Other things, the Solar System, and even galaxies are similarly sparse. I find it fascinating that two galaxies can pass through each other with probably no stars colliding. (Gas, however, is a different matter, uh...so to speak, and gravitational, tidal forces are really, really a different matter!)

Which led to an interesting question. Which of these is the emptiest? My first intuition was that the average distance between objects, cubed, would give a rough indication of emptiness. Now, as I write this, it's obvious that emptiness is just density. In this case we're talking about particle density (things per cubic-length) and not mass density (grams per cubic-length).

Here's my first, rambling shot at the question.

As a start, the Sun is about 100 Earth's in diameter but the nearest star is four LY away which is about 24e12 miles. The earth's diameter is about 8000 miles, right? (I never can remember, but we are headed east at about 1000 mi/hr meaning the circumference is about 24,000 miles and over pi * d gives 8000 as d).

That make the Sun about 8e5 miles in diameter. So the nearest star distance is 24e12 / 8e5 = 3e7 diameters.

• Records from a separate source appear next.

//! Application layer coordinating state, events, and actions.
//!
//! This module defines the core application logic layer, sitting between the
//! plugin runtime (main.rs) and the domain/api layers. It implements the
//! event-driven architecture that powers the booking form.
//!
//! # Architecture
//!
//! The application layer follows a unidirectional data flow pattern:
//!
//! ```text
//! User Input → Events → Event Handler → State Mutations → Actions → Side Effects
//!                           ↑                                  ↓
//!                           └────── API Response Events ───────┘
//! ```
//!
//! # Modules
//!
//! - [`actions`]: Side effect commands emitted by the event handler
//! - [`handler`]: Event processing logic and state transition coordinator
//! - [`modes`]: Form focus state machine
//! - [`state`]: Central application state container and view model computation

pub mod actions;
pub mod handler;
pub mod modes;
pub mod state;

pub use actions::Action;
pub use handler::{handle_event, Event};
pub use modes::FormFocus;
pub use state::AppState;
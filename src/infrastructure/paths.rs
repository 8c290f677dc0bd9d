//! Path placement for the Zellij plugin sandbox.
//!
//! Inside the Zellij sandbox the host filesystem is mounted under `/host`,
//! which points at the cwd of the last focused terminal (typically the
//! user's home directory). The plugin keeps its trace output below that
//! mount so it survives pane restarts and is reachable from the host.

use std::path::PathBuf;

/// Returns the data directory for Velobook output.
///
/// Resolves to `/host/.local/share/zellij/velobook` in the sandbox, which
/// typically maps to `~/.local/share/zellij/velobook` on the host.
#[must_use]
pub fn data_dir() -> PathBuf {
    PathBuf::from("/host/.local/share/zellij").join("velobook")
}
//! The bike on offer.
//!
//! This module defines the [`Bike`] type describing the single bike the pane
//! is booking. In the hosting product this data comes from the bike detail
//! page; here it is injected through the plugin configuration and used for
//! the header and the post-booking confirmation view.

use serde::{Deserialize, Serialize};

/// The bike being offered for rent.
///
/// Identity plus the display metadata shown in the confirmation view. The
/// `id` is the identifier the booking API expects in request payloads.
#[derive(Debug, Clone, PartialEq, Eq, Serialize, Deserialize)]
pub struct Bike {
    /// Identifier of the bike in the booking API.
    pub id: u64,
    /// Display name, e.g. "Aluminum racer".
    pub name: String,
    /// Bike category label, e.g. "Road" or "City".
    pub kind: String,
    /// URL of the bike's primary image.
    ///
    /// A terminal pane cannot render the image itself; the confirmation view
    /// shows the URL as a reference line. Empty when not configured.
    pub image_url: String,
}

impl Bike {
    /// Creates a bike from its display metadata.
    #[must_use]
    pub fn new(id: u64, name: String, kind: String, image_url: String) -> Self {
        Self {
            id,
            name,
            kind,
            image_url,
        }
    }
}
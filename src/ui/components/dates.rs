//! Date field component renderer.
//!
//! Renders the two date pickers as side-by-side bordered boxes with the
//! field label embedded in the top border. The focused box draws its border
//! in the theme's focus color so the user can tell which date the adjustment
//! keys apply to.

use crate::ui::helpers::{display_width, position_cursor};
use crate::ui::theme::Theme;
use crate::ui::viewmodel::DateField;

/// Horizontal margin before the first box and after the second.
const FIELD_MARGIN: usize = 2;

/// Gap between the two boxes.
const FIELD_GAP: usize = 2;

/// Renders the start and end date boxes at the specified row.
///
/// Both boxes are 3 lines tall and split the available width evenly:
///
/// ```text
/// ┌ Start date ──────┐  ┌ End date ────────┐
/// │ 2024-06-10       │  │ 2024-06-12       │
/// └──────────────────┘  └──────────────────┘
/// ```
///
/// # Returns
///
/// The next available row position (row + 3)
pub fn render_date_fields(
    row: usize,
    start: &DateField,
    end: &DateField,
    theme: &Theme,
    cols: usize,
) -> usize {
    let box_width = cols.saturating_sub(FIELD_MARGIN * 2 + FIELD_GAP) / 2;
    let left_col = FIELD_MARGIN + 1;
    let right_col = FIELD_MARGIN + box_width + FIELD_GAP + 1;

    render_date_box(row, left_col, box_width, start, theme);
    render_date_box(row, right_col, box_width, end, theme);

    row + 3
}

/// Renders a single 3-line date box at the given column.
fn render_date_box(row: usize, col: usize, width: usize, field: &DateField, theme: &Theme) {
    let border_color = if field.is_focused {
        &theme.colors.field_border_focused
    } else {
        &theme.colors.field_border
    };
    let inner_width = width.saturating_sub(2);

    let title = format!(" {} ", field.label);
    let title_fill = inner_width.saturating_sub(display_width(&title));

    position_cursor(row, col);
    print!("{}", Theme::fg(border_color));
    print!("┌{title}{}┐", "─".repeat(title_fill));
    print!("{}", Theme::reset());

    let value = format!(" {}", field.value);
    let value_fill = inner_width.saturating_sub(display_width(&value));

    position_cursor(row + 1, col);
    print!("{}", Theme::fg(border_color));
    print!("│");
    print!("{}", Theme::fg(&theme.colors.text_normal));
    print!("{value}");
    print!("{}", " ".repeat(value_fill));
    print!("{}", Theme::fg(border_color));
    print!("│");
    print!("{}", Theme::reset());

    position_cursor(row + 2, col);
    print!("{}", Theme::fg(border_color));
    print!("└{}┘", "─".repeat(inner_width));
    print!("{}", Theme::reset());
}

The web page you sent says the proton diameter to atom diameter ratio is about 1e5 so that makes a galaxy maybe 300 times emptier [sic] (3e7 / 1e5 = 3e2), or taking it in a volume sense, (3e2)^3 = 9e6 =~ 10 million times emptier. Wow. I wonder if that's right...

Now take the Solar system. If the Sun is 8e5 miles in diameter, we know the earth-sun distance is about 93e6 miles. 93e6 / 8e5 =~ 12e1 = 120. So the Earth is only about 120 solar diameters away so the solar system isn' t nearly as empty as an H atom. By volume 1e5 / 1.2e2 =~ 8e2. By volume (8e2)^3 =~ 6e8 so the atom is 600 million times more empty!

Neptune is at about 35 AU I think so that makes it about 4000 diameters, still less ``empty'' than an atom.